Provided entries:
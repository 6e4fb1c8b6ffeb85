use serde_json::json;

use crate::cfn::{apigateway_service_uri, LogicalId, Template};
use crate::error::Result;
use crate::resources::{
    bool_map, string_map, Auth, Endpoint, HttpVerb, Integration, IntegrationResponse,
    IntegrationType, MethodResponse, MethodSpec, PassthroughBehavior, RestApi, Ssm, JSON,
};

/// reshapes an SSM `GetParameters` response into `{"Parameters":[{"Name","Value"}]}`
pub const GET_PARAMETERS_RESPONSE_TEMPLATE: &str = r#"#set($inputRoot = $input.path('$'))
{
    "Parameters" : [
        #foreach($elem in $inputRoot.Parameters)
        {
            "Name" : "$elem.Name",
            "Value" :  "$util.escapeJavaScript("$elem.Value").replaceAll("'",'"')"
        }
        #if($foreach.hasNext),#end
    #end
    ]
}"#;

pub struct ApiSsmConfigProps<'a> {
    pub application_name: &'a str,
    pub region: &'a str,
    /// resource `/config` is created under, usually `/v1`
    pub parent_version: &'a LogicalId,
    pub api_role: &'a LogicalId,
    pub ssm: &'a Ssm,
}

/// `GET /config`: the values of every parameter registered so far, read
/// straight out of parameter store by API Gateway.
#[derive(Debug)]
pub struct ApiSsmConfig {
    pub endpoint: Endpoint,
    pub model: LogicalId,
}

impl ApiSsmConfig {
    pub fn new(template: &mut Template, api: &mut RestApi, props: &ApiSsmConfigProps) -> Result<Self> {
        let app = props.application_name;
        let config = api.add_resource(template, &format!("{app}APIv1config"), props.parent_version.get_ref(), "config")?;
        let model = api.add_model(template, &format!("{app}APIModelGetParametersRequest"), "GetParametersRequest",
            "Model to request SSM:GetParameters",
            json!({
                "$schema": "http://json-schema.org/draft-04/schema#",
                "title": "GetParametersRequest",
                "type": "object",
                "properties": { "names": { "type": "array" } }
            }),
        )?;

        let request_template = get_parameters_request_template(props.ssm);
        tracing::debug!(parameters = props.ssm.parameters().len(), "baking parameter names into /config");

        let integration = Integration {
            ty: IntegrationType::Aws,
            integration_http_method: Some(HttpVerb::Post),
            uri: Some(json!(apigateway_service_uri(props.region, "ssm", "path//"))),
            credentials: Some(props.api_role.get_att("Arn")),
            passthrough_behavior: Some(PassthroughBehavior::WhenNoTemplates),
            request_parameters: string_map(&[
                ("integration.request.header.Content-Type", "'application/x-amz-json-1.1'"),
                ("integration.request.header.X-Amz-Target", "'AmazonSSM.GetParameters'"),
            ]),
            request_templates: string_map(&[(JSON, request_template.as_str())]),
            integration_responses: vec![
                IntegrationResponse::ok_with_cors().with_json_template(GET_PARAMETERS_RESPONSE_TEMPLATE),
            ],
            ..Default::default()
        };
        let mut spec = MethodSpec::new(HttpVerb::Get, Auth::None, integration);
        spec.request_parameters = bool_map(&[
            ("method.request.header.Content-Type", true),
            ("method.request.header.X-Amz-Target", true),
        ]);
        spec.request_models = Some([(JSON.to_string(), model.get_ref())].into_iter().collect());
        spec.method_responses = vec![MethodResponse::ok_with_cors(json!("Empty"))];

        let endpoint = api.add_endpoint(template, &format!("{app}APIv1config"), &config, spec)?;
        Ok(Self { endpoint, model })
    }
}

/// `{"Names" : ["/app/a","/app/b"]}`, in the order the parameters were registered.
pub fn get_parameters_request_template(ssm: &Ssm) -> String {
    let names = ssm.parameter_names()
        .map(|name| format!("\"{name}\""))
        .collect::<Vec<_>>()
        .join(",");
    format!("{{\"Names\" : [{names}]}}")
}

Work request: Write out the whole listing verbatim.

Solution to this exercise:
repository 6e4fb1c8b6ffeb85
use serde_json::json;

use crate::cfn::{apigateway_service_uri, LogicalId, Template};
use crate::error::Result;
use crate::resources::{
    bool_map, string_map, Auth, Endpoint, HttpVerb, Integration, IntegrationResponse,
    IntegrationType, MethodResponse, MethodSpec, PassthroughBehavior, RestApi, Ssm, JSON,
};

/// reshapes an SSM `GetParameters` response into `{"Parameters":[{"Name","Value"}]}`
pub const GET_PARAMETERS_RESPONSE_TEMPLATE: &str = r#"#set($inputRoot = $input.path('$'))
{
    "Parameters" : [
        #foreach($elem in $inputRoot.Parameters)
        {
            "Name" : "$elem.Name",
            "Value" :  "$util.escapeJavaScript("$elem.Value").replaceAll("'",'"')"
        }
        #if($foreach.hasNext),#end
    #end
    ]
}"#;

pub struct ApiSsmConfigProps<'a> {
    pub application_name: &'a str,
    pub region: &'a str,
    /// resource `/config` is created under, usually `/v1`
    pub parent_version: &'a LogicalId,
    pub api_role: &'a LogicalId,
    pub ssm: &'a Ssm,
}

/// `GET /config`: the values of every parameter registered so far, read
/// straight out of parameter store by API Gateway.
#[derive(Debug)]
pub struct ApiSsmConfig {
    pub endpoint: Endpoint,
    pub model: LogicalId,
}

impl ApiSsmConfig {
    pub fn new(template: &mut Template, api: &mut RestApi, props: &ApiSsmConfigProps) -> Result<Self> {
        let app = props.application_name;
        let config = api.add_resource(template, &format!("{app}APIv1config"), props.parent_version.get_ref(), "config")?;
        let model = api.add_model(template, &format!("{app}APIModelGetParametersRequest"), "GetParametersRequest",
            "Model to request SSM:GetParameters",
            json!({
                "$schema": "http://json-schema.org/draft-04/schema#",
                "title": "GetParametersRequest",
                "type": "object",
                "properties": { "names": { "type": "array" } }
            }),
        )?;

        let request_template = get_parameters_request_template(props.ssm);
        tracing::debug!(parameters = props.ssm.parameters().len(), "baking parameter names into /config");

        let integration = Integration {
            ty: IntegrationType::Aws,
            integration_http_method: Some(HttpVerb::Post),
            uri: Some(json!(apigateway_service_uri(props.region, "ssm", "path//"))),
            credentials: Some(props.api_role.get_att("Arn")),
            passthrough_behavior: Some(PassthroughBehavior::WhenNoTemplates),
            request_parameters: string_map(&[
                ("integration.request.header.Content-Type", "'application/x-amz-json-1.1'"),
                ("integration.request.header.X-Amz-Target", "'AmazonSSM.GetParameters'"),
            ]),
            request_templates: string_map(&[(JSON, request_template.as_str())]),
            integration_responses: vec![
                IntegrationResponse::ok_with_cors().with_json_template(GET_PARAMETERS_RESPONSE_TEMPLATE),
            ],
            ..Default::default()
        };
        let mut spec = MethodSpec::new(HttpVerb::Get, Auth::None, integration);
        spec.request_parameters = bool_map(&[
            ("method.request.header.Content-Type", true),
            ("method.request.header.X-Amz-Target", true),
        ]);
        spec.request_models = Some([(JSON.to_string(), model.get_ref())].into_iter().collect());
        spec.method_responses = vec![MethodResponse::ok_with_cors(json!("Empty"))];

        let endpoint = api.add_endpoint(template, &format!("{app}APIv1config"), &config, spec)?;
        Ok(Self { endpoint, model })
    }
}

/// `{"Names" : ["/app/a","/app/b"]}`, in the order the parameters were registered.
pub fn get_parameters_request_template(ssm: &Ssm) -> String {
    let names = ssm.parameter_names()
        .map(|name| format!("\"{name}\""))
        .collect::<Vec<_>>()
        .join(",");
    format!("{{\"Names\" : [{names}]}}")
}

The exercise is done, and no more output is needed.